Trump Administration’s Proposed Rules Would Decimate Asylum in the United States

June 12, 2020

Washington, DC – After three years of relentless attacks on the rights of unaccompanied children and asylum seekers, the Trump Administration is proposing further revisions to asylum regulations that would shatter the current framework for receiving asylum in the United States.  Children, in particular, will face daunting obstacles to raising a fear of persecution claim based on issues such as gang and gender violence—which most face. They may also have little opportunity to access the kind of child-friendly procedures necessary to ensure that they have a fair chance to seek protection.

“The proposed rule is the most recent step in a long series of measures designed to make asylum impossible for most people fleeing persecution,” said KIND President Wendy Young. “For the children KIND works with, these new rules deny nearly all avenues of protection and even thwart children’s basic right to tell their story. By raising the standards for persecution on gang violence, forced recruitment, and gender violence prohibitively high, the rule would gut the U.S. asylum system, rendering it meaningless, and ensure that children are returned to harm.”

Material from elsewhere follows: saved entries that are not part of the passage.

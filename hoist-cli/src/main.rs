use anyhow::Result;
use clap::{ArgAction, Args, Parser, Subcommand};
use std::path::PathBuf;
use tokio_util::sync::CancellationToken;

mod commands;

#[derive(Parser)]
#[command(name = "hoist")]
#[command(about = "Build, tag and publish container images for a cluster", long_about = None)]
struct Cli {
    /// Increase log verbosity (-v info, -vv debug)
    #[arg(short, long, action = ArgAction::Count, global = true)]
    verbose: u8,

    #[command(subcommand)]
    command: Commands,
}

#[derive(Args)]
struct PipelineArgs {
    /// Path to the pipeline file
    #[arg(short, long, default_value = hoist_core::config::DEFAULT_PIPELINE_FILE)]
    file: PathBuf,

    /// Cluster context images are built for (overrides kubeContext)
    #[arg(long, env = "HOIST_KUBE_CONTEXT")]
    kube_context: Option<String>,
}

#[derive(Subcommand)]
enum Commands {
    /// Build every artifact in the pipeline
    Build {
        #[command(flatten)]
        pipeline: PipelineArgs,

        /// Never push images, even to remote clusters
        #[arg(long, conflicts_with = "push")]
        skip_push: bool,

        /// Always push images, even to local clusters
        #[arg(long)]
        push: bool,

        /// Path to the docker binary
        #[arg(long)]
        docker: Option<PathBuf>,

        /// Print results as JSON instead of a table
        #[arg(long)]
        json: bool,
    },

    /// Show the labels the builder attaches to deployed resources
    Labels {
        /// Path to the docker binary
        #[arg(long)]
        docker: Option<PathBuf>,
    },

    /// Validate the pipeline and show what a build would do
    Check {
        #[command(flatten)]
        pipeline: PipelineArgs,
    },
}

fn log_level(verbose: u8) -> tracing::Level {
    match verbose {
        0 => tracing::Level::WARN,
        1 => tracing::Level::INFO,
        _ => tracing::Level::DEBUG,
    }
}

#[tokio::main]
async fn main() -> Result<()> {
    let cli = Cli::parse();

    hoist_core::init_observability(log_level(cli.verbose))
        .map_err(|e| anyhow::anyhow!("Failed to initialize logging: {}", e))?;

    let cancel = CancellationToken::new();
    let on_interrupt = cancel.clone();
    tokio::spawn(async move {
        if tokio::signal::ctrl_c().await.is_ok() {
            tracing::warn!("Interrupted, cancelling");
            on_interrupt.cancel();
        }
    });

    match cli.command {
        Commands::Build { pipeline, skip_push, push, docker, json } => {
            let skip_push = match (skip_push, push) {
                (true, _) => Some(true),
                (_, true) => Some(false),
                _ => None,
            };
            let opts = commands::build::BuildOptions {
                file: pipeline.file,
                kube_context: pipeline.kube_context,
                skip_push,
                docker,
                json,
            };
            commands::build(&cancel, opts).await?;
        }

        Commands::Labels { docker } => {
            commands::labels(&cancel, docker).await?;
        }

        Commands::Check { pipeline } => {
            commands::check(&pipeline.file, pipeline.kube_context.as_deref())?;
        }
    }

    Ok(())
}
//! CLI command implementations

pub mod build;
pub mod check;
pub mod labels;

pub use build::build;
pub use check::check;
pub use labels::labels;
//! Content checksum tag policy.

use super::{repository, TagError, TagOptions, Tagger};
use async_trait::async_trait;
use std::path::Path;
use tokio_util::sync::CancellationToken;

/// Tags an image with the hex part of its content digest.
///
/// `app` with digest `sha256:deadbeef` becomes `app:deadbeef`.
#[derive(Debug, Clone, Copy, Default)]
pub struct ChecksumTagger;

#[async_trait]
impl Tagger for ChecksumTagger {
    async fn generate_fully_qualified_image_name(
        &self,
        _cancel: &CancellationToken,
        _workspace: &Path,
        options: &TagOptions,
    ) -> Result<String, TagError> {
        options.validate()?;
        Ok(format!("{}:{}", repository(&options.image_name), options.digest_hex()))
    }
}

#[cfg(test)]
mod tests {
    use super::*;

    async fn tag(image: &str, digest: &str) -> Result<String, TagError> {
        let options = TagOptions { image_name: image.to_string(), digest: digest.to_string() };
        ChecksumTagger
            .generate_fully_qualified_image_name(&CancellationToken::new(), Path::new("."), &options)
            .await
    }

    #[tokio::test]
    async fn test_checksum_tag() {
        assert_eq!(tag("app", "sha256:deadbeef").await.unwrap(), "app:deadbeef");
        assert_eq!(
            tag("gcr.io/team/app", "sha256:0123abcd").await.unwrap(),
            "gcr.io/team/app:0123abcd"
        );
    }

    #[tokio::test]
    async fn test_checksum_replaces_existing_tag() {
        assert_eq!(tag("localhost:5000/app:v1", "sha256:ff").await.unwrap(), "localhost:5000/app:ff");
    }

    #[tokio::test]
    async fn test_checksum_rejects_empty_digest() {
        assert!(matches!(tag("app", "").await, Err(TagError::EmptyDigest { .. })));
    }
}
//! Build time tag policy.

use super::{repository, TagError, TagOptions, Tagger};
use async_trait::async_trait;
use chrono::{DateTime, Local, Utc};
use std::fmt::Write;
use std::path::Path;
use tokio_util::sync::CancellationToken;

/// Default timestamp layout, e.g. `2024-03-09_14-05-11.042_+01:00`.
pub const DEFAULT_FORMAT: &str = "%Y-%m-%d_%H-%M-%S%.3f_%:z";

/// Tags an image with the time it was tagged.
#[derive(Debug, Clone)]
pub struct DateTimeTagger {
    format: String,
    utc: bool,
    /// Fixed clock for reproducible output
    now: Option<DateTime<Utc>>,
}

impl DateTimeTagger {
    pub fn new(format: Option<String>) -> Self {
        Self { format: format.unwrap_or_else(|| DEFAULT_FORMAT.to_string()), utc: false, now: None }
    }

    /// Render timestamps in UTC instead of local time.
    pub fn utc(mut self) -> Self {
        self.utc = true;
        self
    }

    /// Pin the clock.
    pub fn at(mut self, now: DateTime<Utc>) -> Self {
        self.now = Some(now);
        self
    }

    fn timestamp(&self) -> Result<String, TagError> {
        let now = self.now.unwrap_or_else(Utc::now);
        let mut rendered = String::new();
        let written = if self.utc {
            write!(rendered, "{}", now.format(&self.format))
        } else {
            write!(rendered, "{}", now.with_timezone(&Local).format(&self.format))
        };
        written.map_err(|_| TagError::InvalidPolicy {
            reason: format!("format {:?} is not a valid timestamp layout", self.format),
        })?;
        // Docker tags cannot contain ':' or '+'.
        Ok(rendered.replace([':', '+'], ""))
    }
}

#[async_trait]
impl Tagger for DateTimeTagger {
    async fn generate_fully_qualified_image_name(
        &self,
        _cancel: &CancellationToken,
        _workspace: &Path,
        options: &TagOptions,
    ) -> Result<String, TagError> {
        options.validate()?;
        let timestamp = self.timestamp()?;
        if timestamp.is_empty() {
            return Err(TagError::InvalidPolicy {
                reason: format!("format {:?} renders an empty tag", self.format),
            });
        }
        Ok(format!("{}:{}", repository(&options.image_name), timestamp))
    }
}
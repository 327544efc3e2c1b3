//! Hermetic build strategy.
//!
//! Runs `bazel build` for an image tarball target and loads the tarball into
//! the daemon. The loaded image carries the repository tag rules_docker
//! derives from the target label.

use crate::backend::process::{self, find_binary};
use crate::backend::{BackendClient, BackendError, BackendResult, OutputSink};
use crate::types::BazelArtifact;
use std::path::{Path, PathBuf};
use tokio::process::Command;
use tokio_util::sync::CancellationToken;
use tracing::{info, instrument};

/// Environment variable overriding the bazel binary location.
pub const BAZEL_BINARY_ENV: &str = "HOIST_BAZEL";

/// Invokes the bazel binary.
#[derive(Debug, Clone, Default)]
pub struct BazelRunner {
    /// Explicit binary; looked up on first use when unset
    binary_path: Option<PathBuf>,
}

impl BazelRunner {
    pub fn new() -> Self {
        Self::default()
    }

    /// Use a specific bazel binary.
    pub fn with_path(binary_path: PathBuf) -> Self {
        Self { binary_path: Some(binary_path) }
    }

    fn binary(&self) -> BackendResult<PathBuf> {
        match &self.binary_path {
            Some(path) => Ok(path.clone()),
            None => find_binary("bazel", BAZEL_BINARY_ENV).ok_or_else(|| {
                BackendError::BinaryNotFound {
                    binary: "bazel".to_string(),
                    hint: format!("Install bazel or set {} to its path", BAZEL_BINARY_ENV),
                }
            }),
        }
    }

    /// Run `bazel build <args> <target>` inside `workspace`.
    #[instrument(skip(self, cancel, out, spec), fields(target = %spec.target))]
    pub async fn build(
        &self,
        cancel: &CancellationToken,
        out: OutputSink<'_>,
        workspace: &Path,
        spec: &BazelArtifact,
    ) -> BackendResult<()> {
        let mut command = Command::new(self.binary()?);
        command.current_dir(workspace).arg("build").args(&spec.args).arg(&spec.target);
        process::run(command, cancel, Some(out)).await?;
        Ok(())
    }
}

/// Split a target label into package and target name.
///
/// `//app/web:image.tar` gives `("app/web", "image.tar")`. A label without
/// `:` names the file directly, so `//app/web.tar` gives `("app", "web.tar")`.
fn split_label(target: &str) -> (&str, &str) {
    let label = target.trim_start_matches("//");
    match label.split_once(':') {
        Some((package, name)) => (package, name),
        None => label.rsplit_once('/').unwrap_or(("", label)),
    }
}

/// Location of the tarball bazel writes for `target`, relative to the workspace.
pub fn tar_path(target: &str) -> PathBuf {
    let (package, name) = split_label(target);
    let mut path = PathBuf::from("bazel-bin");
    if !package.is_empty() {
        path.push(package);
    }
    path.push(name);
    path
}

/// Image reference a loaded tarball carries.
pub fn image_tag(target: &str) -> String {
    let (package, name) = split_label(target);
    let name = name.trim_end_matches(".tar");
    if package.is_empty() {
        format!("bazel:{}", name)
    } else {
        format!("bazel/{}:{}", package, name)
    }
}

/// Build a bazel artifact and load it into the daemon.
pub async fn build_bazel(
    client: &dyn BackendClient,
    runner: &BazelRunner,
    cancel: &CancellationToken,
    out: OutputSink<'_>,
    workspace: &Path,
    spec: &BazelArtifact,
) -> BackendResult<String> {
    runner.build(cancel, &mut *out, workspace, spec).await?;

    let tarball = workspace.join(tar_path(&spec.target));
    info!(tarball = %tarball.display(), "Loading bazel image");
    client.load_image(cancel, &tarball, out).await?;

    Ok(image_tag(&spec.target))
}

The rule gives immigration judges and asylum officers broad authority to deny asylum applications without a full interview or hearing and allows the government to declare numerous applications frivolous, resulting in penalties that would further prevent applicants from pursuing immigration relief.

The Trump Administration also proposes eliminating safeguards that protect the confidentiality of applications, exposing children and their families to potential retribution in their home countries and creating the possibility that traumatic personal details revealed by children will be made available to the public.

In addition, the proposed rule also raises eligibility standards for withholding of removal based on persecution or torture to an impossibly high standard, creating barriers to even minimal protections for migrant children who are otherwise ineligible for asylum.

“The United States will no longer have a viable asylum system if the proposed rule is implemented,” Young said. “Our nation’s leadership and long history of protecting the most vulnerable will come to an ignoble end.”